Sin dai primi tentativi di applicazione delle tecnologie d’intelligenza artificiale ai trattamenti di dati personali, il Garante ha compreso il rischio rappresentato dall’esposizione delle persone fisiche (e delle loro vite) a processi di decisione automatizzata basati sulla lettura e l’elaborazione algoritmica di dati, ma anche di meta-dati. Già nella vigenza del Codice pre-novella del 2018 il Garante si era espresso su trattamenti di analisi comportamentale degli utenti di siti commerciali in base alle loro modalità di navigazione online, così come aveva bocciato un sistema di rating reputazionale che, attraverso un processo di data scraping in Rete, attribuiva punteggi e stilava classifiche dei soggetti interessati[3]. Come pure aveva vietato un sistema di lettura biometrica che, montato su totem pubblicitari, registrava sesso, range di età, distanza dal monitor e tempo di permanenza dinanzi ad esso dei passanti che s’imbattevano o s’intrattenevano a guardare uno degli spot proiettati, in modo da calcolare la fascia d’età, il sesso, il grado di attenzione e persino la stima dell’espressione facciale mostrata da differenti target commerciali rispetto ai vari prodotti pubblicizzati[4].

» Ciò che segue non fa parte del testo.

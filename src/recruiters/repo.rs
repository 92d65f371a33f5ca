use async_trait::async_trait;
use sqlx::PgPool;
use uuid::Uuid;

use crate::error::AppResult;
use crate::recruiters::repo_types::CompanyRecruiter;

const LINK_COLUMNS: &str = "id, company_id, recruiter_id, assigned_at, is_active";

/// At most one active link per (company, recruiter) pair.
#[async_trait]
pub trait RecruiterRepository: Send + Sync {
    async fn find_active(&self, company_id: Uuid, recruiter_id: Uuid) -> AppResult<Option<CompanyRecruiter>>;
    /// Fails with `Conflict` when an active link already exists.
    async fn assign(&self, company_id: Uuid, recruiter_id: Uuid) -> AppResult<CompanyRecruiter>;
    /// Returns whether an active link was deactivated.
    async fn deactivate(&self, company_id: Uuid, recruiter_id: Uuid) -> AppResult<bool>;
    async fn list_active_for_company(&self, company_id: Uuid) -> AppResult<Vec<CompanyRecruiter>>;
    async fn list_active_for_recruiter(&self, recruiter_id: Uuid) -> AppResult<Vec<CompanyRecruiter>>;
    /// Active link between the two users, in either direction.
    async fn has_active_link(&self, a: Uuid, b: Uuid) -> AppResult<bool>;
}

#[derive(Clone)]
pub struct PgRecruiterRepository {
    db: PgPool,
}

impl PgRecruiterRepository {
    pub fn new(db: PgPool) -> Self {
        Self { db }
    }
}

#[async_trait]
impl RecruiterRepository for PgRecruiterRepository {
    async fn find_active(&self, company_id: Uuid, recruiter_id: Uuid) -> AppResult<Option<CompanyRecruiter>> {
        let link = sqlx::query_as::<_, CompanyRecruiter>(&format!(
            r#"SELECT {LINK_COLUMNS} FROM company_recruiters
               WHERE company_id = $1 AND recruiter_id = $2 AND is_active"#
        ))
        .bind(company_id)
        .bind(recruiter_id)
        .fetch_optional(&self.db)
        .await?;
        Ok(link)
    }

    async fn assign(&self, company_id: Uuid, recruiter_id: Uuid) -> AppResult<CompanyRecruiter> {
        // the partial unique index on active rows turns a duplicate into a Conflict
        let link = sqlx::query_as::<_, CompanyRecruiter>(&format!(
            r#"INSERT INTO company_recruiters (company_id, recruiter_id)
               VALUES ($1, $2)
               RETURNING {LINK_COLUMNS}"#
        ))
        .bind(company_id)
        .bind(recruiter_id)
        .fetch_one(&self.db)
        .await?;
        Ok(link)
    }

    async fn deactivate(&self, company_id: Uuid, recruiter_id: Uuid) -> AppResult<bool> {
        let res = sqlx::query(
            r#"UPDATE company_recruiters SET is_active = FALSE
               WHERE company_id = $1 AND recruiter_id = $2 AND is_active"#,
        )
        .bind(company_id)
        .bind(recruiter_id)
        .execute(&self.db)
        .await?;
        Ok(res.rows_affected() > 0)
    }

    async fn list_active_for_company(&self, company_id: Uuid) -> AppResult<Vec<CompanyRecruiter>> {
        let links = sqlx::query_as::<_, CompanyRecruiter>(&format!(
            r#"SELECT {LINK_COLUMNS} FROM company_recruiters
               WHERE company_id = $1 AND is_active
               ORDER BY assigned_at ASC"#
        ))
        .bind(company_id)
        .fetch_all(&self.db)
        .await?;
        Ok(links)
    }

    async fn list_active_for_recruiter(&self, recruiter_id: Uuid) -> AppResult<Vec<CompanyRecruiter>> {
        let links = sqlx::query_as::<_, CompanyRecruiter>(&format!(
            r#"SELECT {LINK_COLUMNS} FROM company_recruiters
               WHERE recruiter_id = $1 AND is_active
               ORDER BY assigned_at ASC"#
        ))
        .bind(recruiter_id)
        .fetch_all(&self.db)
        .await?;
        Ok(links)
    }

    async fn has_active_link(&self, a: Uuid, b: Uuid) -> AppResult<bool> {
        let linked: bool = sqlx::query_scalar(
            r#"SELECT EXISTS (
                   SELECT 1 FROM company_recruiters
                   WHERE is_active
                     AND ((company_id = $1 AND recruiter_id = $2)
                       OR (company_id = $2 AND recruiter_id = $1)))"#,
        )
        .bind(a)
        .bind(b)
        .fetch_one(&self.db)
        .await?;
        Ok(linked)
    }
}
use axum::{
    extract::{FromRef, State},
    routing::post,
    Json, Router,
};
use tracing::instrument;

use crate::{
    auth::{
        dto::{AuthResponse, LoginRequest, RefreshRequest},
        jwt::JwtKeys,
        services::{authenticate, issue_tokens, refresh as refresh_tokens, TokenPair},
    },
    error::AppResult,
    state::AppState,
    users::{
        projection::{project, ViewScope},
        repo_types::User,
    },
};

pub fn auth_routes() -> Router<AppState> {
    Router::new()
        .route("/auth/login", post(login))
        .route("/auth/refresh", post(refresh))
}

fn respond(user: &User, tokens: TokenPair) -> Json<AuthResponse> {
    Json(AuthResponse {
        access_token: tokens.access_token,
        refresh_token: tokens.refresh_token,
        token_type: "bearer",
        user: project(ViewScope::Full, user),
    })
}

#[instrument(skip(state, payload))]
pub async fn login(
    State(state): State<AppState>,
    Json(payload): Json<LoginRequest>,
) -> AppResult<Json<AuthResponse>> {
    let user = authenticate(state.users.as_ref(), &payload.email, &payload.password).await?;
    let tokens = issue_tokens(&JwtKeys::from_ref(&state), &user)?;
    Ok(respond(&user, tokens))
}

#[instrument(skip(state, payload))]
pub async fn refresh(
    State(state): State<AppState>,
    Json(payload): Json<RefreshRequest>,
) -> AppResult<Json<AuthResponse>> {
    let keys = JwtKeys::from_ref(&state);
    let (user, tokens) = refresh_tokens(state.users.as_ref(), &keys, &payload.refresh_token).await?;
    Ok(respond(&user, tokens))
}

Di fatto il Garante stava già consacrando il principio che di lì a poco sarebbe stato enunciato a chiare lettere dall’art. 22 del GDPR, ovvero il diritto dell’interessato a non essere soggetto ad una decisione basata unicamente su di un trattamento automatizzato, compresa la profilazione, che abbia il potere di produrre effetti giuridicamente rilevanti o, comunque, parimenti significativi sulla sua sfera di vita (si pensi alla concessione di un mutuo, alla definizione di una polizza assicurativa, ad una diagnosi clinica).
Il Garante vigila sulla tutela dei diritti e delle libertà dei cittadini anche quando il titolare del trattamento che ricorre all’utilizzo dell’AI sia un soggetto pubblico. Si pensi ai pareri resi sul c.d. Redditometro, alle sperimentazioni di incrocio di banche dati tributarie a fini anti-evasione[5], alla sanzione comminata per l’utilizzo da parte dell’INPS di un software di data mining al fine di attribuire uno score di credibilità al certificato medico presentato dal lavoratore[6].
La pandemia ha senz’altro incrementato l’impegno dell’Autorità su questo fronte, con l’obiettivo di evitare una proliferazione senza criterio di sistemi di analisi intelligente dei dati sanitari dei cittadini adottati da parte di enti locali e nazionali senza un coordinamento centralizzato anche al fine della distribuzione delle risorse economiche[7].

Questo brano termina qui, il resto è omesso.